Reducing Uncertainty in Children’s Risk Assessment: Development of a Quantitative Approach for Assessing Internal Dosimetry Through Physiologically-Based Pharmacokinetic ModelingEPA Grant Number: R830800
Title: Reducing Uncertainty in Children’s Risk Assessment: Development of a Quantitative Approach for Assessing Internal Dosimetry Through Physiologically-Based Pharmacokinetic Modeling
Investigators: Bruckner, J. V. , Bartlett, Michael G. , Delp, Michael D. , Fisher, Jeffrey W.
Current Investigators: Bruckner, J. V. , Bartlett, Michael G.

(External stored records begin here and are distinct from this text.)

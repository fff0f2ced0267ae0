use std::path::PathBuf;

use blockfall_engine::{GameSession, GameStats, SessionState, TickInput};
use rand::{Rng, SeedableRng as _, prelude::StdRng};
use serde::Serialize;

use crate::{command::SessionArg, util};

#[derive(Default, Debug, Clone, clap::Args)]
pub(crate) struct SimulateArg {
    #[clap(flatten)]
    session: SessionArg,
    /// Number of ticks to run unless the game ends first
    #[clap(long, default_value_t = 3600)]
    ticks: u64,
    /// Ticks per simulated second
    #[clap(long, default_value_t = 60)]
    fps: u16,
    /// Write the JSON summary to this file instead of stdout
    #[clap(long)]
    output: Option<PathBuf>,
}

#[derive(Debug, Serialize)]
struct SimulationSummary<'a> {
    seed: u64,
    ticks: u64,
    state: SessionState,
    normal_speed: f32,
    rows_cleared_since_speedup: usize,
    stats: &'a GameStats,
}

pub(crate) fn run(arg: &SimulateArg) -> anyhow::Result<()> {
    let SimulateArg {
        session: session_arg,
        ticks,
        fps,
        output,
    } = arg;
    anyhow::ensure!(*fps > 0, "--fps must be positive");

    let seed = session_arg.seed.unwrap_or_else(|| rand::rng().random());
    let session_arg = SessionArg {
        seed: Some(seed),
        ..session_arg.clone()
    };
    let mut session = session_arg.build_session()?;
    let mut rng = StdRng::seed_from_u64(seed);
    let dt = 1.0 / f32::from(*fps);

    let mut ticks_run = 0;
    while ticks_run < *ticks && !session.state().is_game_over() {
        let input = random_input(&mut rng);
        session.advance(dt, &input);
        settle_collapses(&mut session);
        ticks_run += 1;
    }

    print!("{}", session.field());
    let summary = SimulationSummary {
        seed,
        ticks: ticks_run,
        state: session.state(),
        normal_speed: session.speed().current_normal_speed(),
        rows_cleared_since_speedup: session.speed().rows_cleared_since_speedup(),
        stats: session.stats(),
    };
    util::write_json(&summary, output.as_deref())
}

/// Input of a player mashing keys: mostly sideways moves, with an occasional
/// rotation or drop.
fn random_input<R>(rng: &mut R) -> TickInput
where
    R: Rng + ?Sized,
{
    TickInput {
        horizontal: f32::from(rng.random_range(-1i8..=1)),
        rotate: rng.random_bool(0.1),
        drop: rng.random_bool(0.02),
    }
}

/// Nothing is animated headlessly, so every collapse settles at once.
fn settle_collapses(session: &mut GameSession) {
    for event in session.take_events() {
        if event.is_row_collapsed() {
            session.notify_collapse_settled();
        }
    }
}
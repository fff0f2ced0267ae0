use std::time::Duration;

use crossterm::event::Event;
use ratatui::Frame;

use crate::tui::Tui;

/// Trait for TUI applications.
///
/// Applications executed by `Tui::run()` must implement this trait.
pub trait App {
    /// Initializes the application.
    ///
    /// Called at the start of `Tui::run()`. Use this to configure the tick rate.
    fn init(&mut self, tui: &mut Tui);

    /// Returns whether the application should exit.
    fn should_exit(&self) -> bool;

    /// Handles terminal events (key input, mouse, resize, etc.).
    fn handle_event(&mut self, tui: &mut Tui, event: Event);

    /// Draws the screen (called on each `Event::Render`).
    fn draw(&self, frame: &mut Frame);

    /// Updates game logic (called on each `Event::Tick`).
    ///
    /// `dt` is the wall-clock time since the previous tick.
    fn update(&mut self, tui: &mut Tui, dt: Duration);
}
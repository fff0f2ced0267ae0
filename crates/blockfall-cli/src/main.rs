mod command;
mod tui;
mod ui;
mod util;

fn main() -> anyhow::Result<()> {
    command::run()
}
use blockfall_engine::{ActivePiece, CellPos, Field};
use ratatui::{
    buffer::Buffer,
    layout::Rect,
    style::Style,
    widgets::{Block as BlockWidget, BlockExt as _, Widget},
};

use crate::ui::widgets::style;

const CELL_WIDTH: u16 = 2;

/// Draws the playable columns of a field, from the top spawn row down to row 1.
///
/// Spawn rows above the visible height use a darker background.
#[derive(Debug)]
pub struct FieldDisplay<'a> {
    field: &'a Field,
    piece_cells: Vec<CellPos>,
    collapsed_row: Option<i32>,
    block: Option<BlockWidget<'a>>,
}

impl<'a> FieldDisplay<'a> {
    pub fn new(field: &'a Field) -> Self {
        Self {
            field,
            piece_cells: vec![],
            collapsed_row: None,
            block: None,
        }
    }

    pub fn piece(self, piece: &ActivePiece) -> Self {
        Self {
            piece_cells: piece.cells().collect(),
            ..self
        }
    }

    /// Highlights the row that just collapsed.
    pub fn collapsed_row(self, y: i32) -> Self {
        Self {
            collapsed_row: Some(y),
            ..self
        }
    }

    pub fn block(self, block: BlockWidget<'a>) -> Self {
        Self {
            block: Some(block),
            ..self
        }
    }

    fn columns(&self) -> u16 {
        u16::try_from(self.field.width()).unwrap_or(u16::MAX)
    }

    fn rows(&self) -> u16 {
        u16::try_from(self.field.total_height() - 1).unwrap_or(u16::MAX)
    }

    pub fn width(&self) -> u16 {
        self.columns() * CELL_WIDTH + super::block_horizontal_margin(self.block.as_ref())
    }

    pub fn height(&self) -> u16 {
        self.rows() + super::block_vertical_margin(self.block.as_ref())
    }

    fn cell_style(&self, x: i32, y: i32) -> (Style, &'static str) {
        let spawn_bottom = i32::try_from(self.field.playable_y_range().end).unwrap_or(i32::MAX);
        if self.piece_cells.contains(&CellPos::new(x, y)) {
            (style::ACTIVE, "  ")
        } else if self.collapsed_row == Some(y) {
            (style::COLLAPSED_ROW, "  ")
        } else if self.field.is_occupied(x, y) {
            (style::LOCKED, "  ")
        } else if y >= spawn_bottom {
            (style::SPAWN_AREA, "  ")
        } else {
            (style::EMPTY_DOT, " .")
        }
    }
}

impl Widget for FieldDisplay<'_> {
    fn render(self, area: Rect, buf: &mut Buffer)
    where
        Self: Sized,
    {
        Widget::render(&self, area, buf);
    }
}

impl Widget for &FieldDisplay<'_> {
    fn render(self, area: Rect, buf: &mut Buffer) {
        self.block.as_ref().render(area, buf);
        let area = self.block.inner_if_some(area);

        let left = i32::try_from(self.field.border()).unwrap_or(0);
        let top = i32::from(self.rows());
        for row in 0..self.rows().min(area.height) {
            let y = top - i32::from(row);
            for col in 0..self.columns() {
                let cell_x = area.x + col * CELL_WIDTH;
                if cell_x + CELL_WIDTH > area.right() {
                    break;
                }
                let (style, symbol) = self.cell_style(left + i32::from(col), y);
                buf.set_string(cell_x, area.y + row, symbol, style);
            }
        }
    }
}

Institution: University of Georgia , Texas A & M University
Current Institution: University of Georgia
EPA Project Officer: Hahn, Intaek
Project Period: February 1, 2003 through January 31, 2007 (Extended to January 31, 2008)
Project Amount: $749,991
RFA: Children's Vulnerability to Toxic Substances in the Environment (2002) RFA Text | Recipients Lists
Research Category: Human Health , Health , Health Effects , Children's Health
The overall objective of the proposed project is to develop and validate a systematic quantitative approach for reducing uncertainty in risk assessments of pesticide exposures of children. Vulnerability of infants and children may be the result of exposure during periods of: (a) sequenced biochemical and morphological events in growing tissues that alter pesticide pharmacodynamics; and (b) physiological and biochemical changes that affect the absorption and disposition of chemicals. The focus of the proposed project is on the latter category of events. Particular attention will be paid to maturation of: the GI mucosal barrier to absorption; the blood-brain barrier; plasma protein binding; tissue blood flows and volumes, including adipose tissue; and metabolism.
(1) Use the results of pharmacokinetic experiments in adult rats with deltamethrin (DLM), a representative pyrethroid insecticide, and published physiological and biochemical parameter values to develop a physiologically-based pharmacokinetic (PBPK) model for DLM and its major metabolites in the mature animal. (2) Characterize maturational changes in major physiological and chemical-specific indices in developing rats. (3) Define the dose-dependent metabolism and kinetics of DLM in developing rats. Employ these data and the measured age-dependent physiological and biochemical indices to construct and validate a PBPK model appropriate for neonatal to sexually-mature animals. (4) Utilize the model to: (a) predict the internal dosimetry of DLM in developing animals; and (b) test hypotheses about the role of specific immaturities in altered target organ deposition (e.g., limited adipose tissue and metabolic capacity, coupled with increased oral absorption and blood-brain barrier penetration, result in greater deposition of DLM in the brain of neonates).
A validated PBPK model of DLM for different age-groups would provide reliable estimates of the bioavailability and target organ doses of this commonly-used pyrethroid insecticide. It is EPA policy that an extra 10X safety factor may be applied in children's risk assessments of pesticides. The ability to forecast how much of an exposure/dosage adjustment must be made to achieve equivalent brain DLM levels in children and adults can help provide a scientific basis for this practice. The currently proposed work should result in significant advances in our understanding of biological determinants that play the most important roles in the internal (e.g., brain) dosimetry of DLM and other lipid-soluble chemicals. Physiological values obtained here for growing rats may be effectively utilized in subsequent PBPK modeling of additional pyrethroids and other chemicals.